[Collected data]

*** Block opens ***

/// Run recursive decomposition, yielding one event per node visit.
pub(crate) fn run(
    engine: Arc<WorkflowEngine>,
    spec: WorkflowSpec,
    state: WorkflowState,
    cancel: CancellationToken,
) -> BoxStream<'static, Result<NodeEvent, AgentError>> {
    Box::pin(try_stream! {
        let mut state = state;
        let max_level = spec
            .params
            .get("max_decomposition_level")
            .and_then(|v| v.as_u64())
            .map(|v| v as u32)
            .unwrap_or(engine.config().max_decomposition_level);

        let mut patch = StatePatch::step("processed input");
        patch.stage = Some("adapt".to_string());
        state.apply(patch);
        yield NodeEvent::new(nodes::PROCESS_INPUT, &state);

        let mut arena: HashMap<String, AdaptTask> = HashMap::new();
        let root_complexity = match spec
            .params
            .get("complexity")
            .and_then(|v| v.as_str())
            .and_then(parse_complexity)
        {
            Some(complexity) => complexity,
            None => assess(&engine, &state.input, &cancel).await,
        };
        let root = AdaptTask::new(
            "task-0",
            state.input.clone(),
            root_complexity,
            LogicalOperator::And,
            0,
            None,
        );
        arena.insert(root.id.clone(), root);
        let mut next_task_number: u32 = 1;
        let mut worklist = vec!["task-0".to_string()];

        while let Some(task_id) = worklist.pop() {
            crate::engine::ensure_live(&cancel, "adapt runner")?;
            let (description, complexity, level) = {
                let task = arena.get(&task_id).expect("worklist ids are in the arena");
                (task.description.clone(), task.complexity, task.decomposition_level)
            };
            state.apply(arena_patch(
                &arena,
                format!("assessed {task_id}: {complexity:?} at level {level}"),
            ));
            yield NodeEvent::new(nodes::ASSESS, &state);

            if complexity == TaskComplexity::Complex && level < max_level {
                // decompose
                let (operator, subtasks) =
                    decompose(&engine, &description, &cancel).await;
                let mut child_ids = vec![];
                for subtask in subtasks {
                    let child_id = format!("task-{next_task_number}");
                    next_task_number += 1;
                    let complexity = subtask
                        .complexity
                        .as_deref()
                        .and_then(parse_complexity)
                        .unwrap_or_else(|| heuristic_complexity(&subtask.description));
                    arena.insert(
                        child_id.clone(),
                        AdaptTask::new(
                            child_id.clone(),
                            subtask.description,
                            complexity,
                            operator,
                            level + 1,
                            Some(task_id.clone()),
                        ),
                    );
                    child_ids.push(child_id);
                }
                {
                    let task = arena.get_mut(&task_id).expect("task exists");
                    task.transition(TaskStatus::Decomposed)?;
                    task.children = child_ids.clone();
                }
                // Reverse keeps processing in creation order off the stack.
                worklist.extend(child_ids.into_iter().rev());
                state.apply(arena_patch(&arena, format!("decomposed {task_id}")));
                yield NodeEvent::new(nodes::DECOMPOSE, &state);
            } else {
                // execute
                {
                    let task = arena.get_mut(&task_id).expect("task exists");
                    task.transition(TaskStatus::Executing)?;
                }
                let outcome = engine
                    .model_call("Complete this subtask and report the result.", &description, &cancel)
                    .await;
                {
                    let task = arena.get_mut(&task_id).expect("task exists");
                    match outcome {
                        Ok(result) => {
                            task.transition(TaskStatus::Completed)?;
                            task.result = Some(result);
                        }
                        Err(e) => {
                            debug!(task = %task_id, error = %e, "subtask execution failed");
                            task.transition(TaskStatus::Failed)?;
                            task.result = Some(e.message.clone());
                        }
                    }
                }
                state.apply(arena_patch(&arena, format!("executed {task_id}")));
                yield NodeEvent::new(nodes::EXECUTE, &state);
            }
        }

        // combine bottom-up from the root
        let (root_status, root_result) = combine(&arena, "task-0");
        let mut patch = arena_patch(&arena, format!("combined outcome: {root_status:?}"));
        patch.context.insert(
            "root_status".to_string(),
            serde_json::to_value(root_status).unwrap_or_default(),
        );
        patch.context.insert("draft".to_string(), root_result.clone().into());
        patch.reasoning = Some(format!(
            "{} tasks processed across {} levels",
            arena.len(),
            arena.values().map(|t| t.decomposition_level).max().unwrap_or(0) + 1
        ));
        state.apply(patch);
        yield NodeEvent::new(nodes::COMBINE, &state);

        let mut patch = StatePatch::output(root_result);
        patch.stage = Some("complete".to_string());
        state.apply(patch);
        yield NodeEvent::new(nodes::FORMAT_OUTPUT, &state);
    })
}

async fn assess(
    engine: &Arc<WorkflowEngine>,
    description: &str,
    cancel: &CancellationToken,
) -> TaskComplexity {
    let content = engine
        .model_call(
            "Classify the complexity of this task. Reply with only a JSON object: \
             {\"complexity\": \"simple|medium|complex\"}",
            description,
            cancel,
        )
        .await;
    content
        .ok()
        .and_then(|c| parse_json_object::<AssessReply>(&c))
        .and_then(|reply| parse_complexity(&reply.complexity))
        .unwrap_or_else(|| heuristic_complexity(description))
}

async fn decompose(
    engine: &Arc<WorkflowEngine>,
    description: &str,
    cancel: &CancellationToken,
) -> (LogicalOperator, Vec<SubtaskReply>) {
    let content = engine
        .model_call(
            "Split this task into 2-4 subtasks. Reply with only a JSON object: \
             {\"operator\": \"and|or\", \"subtasks\": [{\"description\": \"...\", \
             \"complexity\": \"simple|medium|complex\"}]}",
            description,
            cancel,
        )
        .await;
    if let Some(reply) = content.ok().and_then(|c| parse_json_object::<DecomposeReply>(&c)) {
        if !reply.subtasks.is_empty() {
            let operator = match reply.operator.as_deref() {
                Some("or") => LogicalOperator::Or,
                _ => LogicalOperator::And,
            };
            return (operator, reply.subtasks);
        }
    }
    let subtasks = heuristic_subtasks(description)
        .into_iter()
        .map(|description| SubtaskReply {
            description,
            complexity: Some("simple".to_string()),
        })
        .collect();
    (LogicalOperator::And, subtasks)
}

#[cfg(test)]
mod tests {
    use super::*;

    fn task(id: &str, status: TaskStatus) -> AdaptTask {
        let mut t = AdaptTask::new(
            id,
            "do something",
            TaskComplexity::Simple,
            LogicalOperator::And,
            1,
            Some("task-0".to_string()),
        );
        // Drive the task to the requested state through legal
        // transitions.
        match status {
            TaskStatus::Pending => {}
            TaskStatus::Executing => t.transition(TaskStatus::Executing).unwrap(),
            TaskStatus::Completed => {
                t.transition(TaskStatus::Executing).unwrap();
                t.transition(TaskStatus::Completed).unwrap();
            }
            TaskStatus::Failed => {
                t.transition(TaskStatus::Executing).unwrap();
                t.transition(TaskStatus::Failed).unwrap();
            }
            TaskStatus::Decomposed => t.transition(TaskStatus::Decomposed).unwrap(),
        }
        t
    }

    #[test]
    fn transitions_are_strict() {
        let mut t = task("t", TaskStatus::Pending);
        assert!(t.transition(TaskStatus::Completed).is_err());
        t.transition(TaskStatus::Executing).unwrap();
        assert!(t.transition(TaskStatus::Decomposed).is_err());
        t.transition(TaskStatus::Completed).unwrap();
        assert!(t.transition(TaskStatus::Failed).is_err());
    }

    #[test]
    fn heuristics_scale_with_structure() {
        assert_eq!(heuristic_complexity("list files"), TaskComplexity::Simple);
        assert_eq!(
            heuristic_complexity(
                "read the configuration file and then migrate every handler to the new API"
            ),
            TaskComplexity::Complex
        );
    }

    fn arena_with_children(
        operator: LogicalOperator,
        child_states: &[(TaskStatus, &str)],
    ) -> HashMap<String, AdaptTask> {
        let mut arena = HashMap::new();
        let mut root = AdaptTask::new(
            "task-0",
            "root",
            TaskComplexity::Complex,
            LogicalOperator::And,
            0,
            None,
        );
        root.transition(TaskStatus::Decomposed).unwrap();
        for (i, (status, result)) in child_states.iter().enumerate() {
            let id = format!("task-{}", i + 1);
            let mut child = task(&id, *status);
            child.logical_operator = operator;
            child.result = Some(result.to_string());
            root.children.push(id.clone());
            arena.insert(id, child);
        }
        arena.insert("task-0".to_string(), root);
        arena
    }

    #[test]
    fn and_parent_needs_every_child() {
        let arena = arena_with_children(
            LogicalOperator::And,
            &[(TaskStatus::Completed, "a"), (TaskStatus::Completed, "b")],
        );
        let (status, result) = combine(&arena, "task-0");
        assert_eq!(status, TaskStatus::Completed);
        assert_eq!(result, "a\nb");

        let arena = arena_with_children(
            LogicalOperator::And,
            &[(TaskStatus::Completed, "a"), (TaskStatus::Failed, "boom")],
        );
        let (status, _) = combine(&arena, "task-0");
        assert_eq!(status, TaskStatus::Failed);
    }

    #[test]
    fn or_parent_takes_first_success() {
        let arena = arena_with_children(
            LogicalOperator::Or,
            &[(TaskStatus::Failed, "boom"), (TaskStatus::Completed, "b")],
        );
        let (status, result) = combine(&arena, "task-0");
        assert_eq!(status, TaskStatus::Completed);
        assert_eq!(result, "b");

        let arena = arena_with_children(
            LogicalOperator::Or,
            &[(TaskStatus::Failed, "x"), (TaskStatus::Failed, "y")],
        );
        let (status, _) = combine(&arena, "task-0");
        assert_eq!(status, TaskStatus::Failed);
    }
}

*** Block closes ***

__TASK OBJECTIVE__
Return every line above in which the string "match" occurs.

__YOUR RESPONSE__
        let root_complexity = match spec
                    match outcome {
            let operator = match reply.operator.as_deref() {
        match status {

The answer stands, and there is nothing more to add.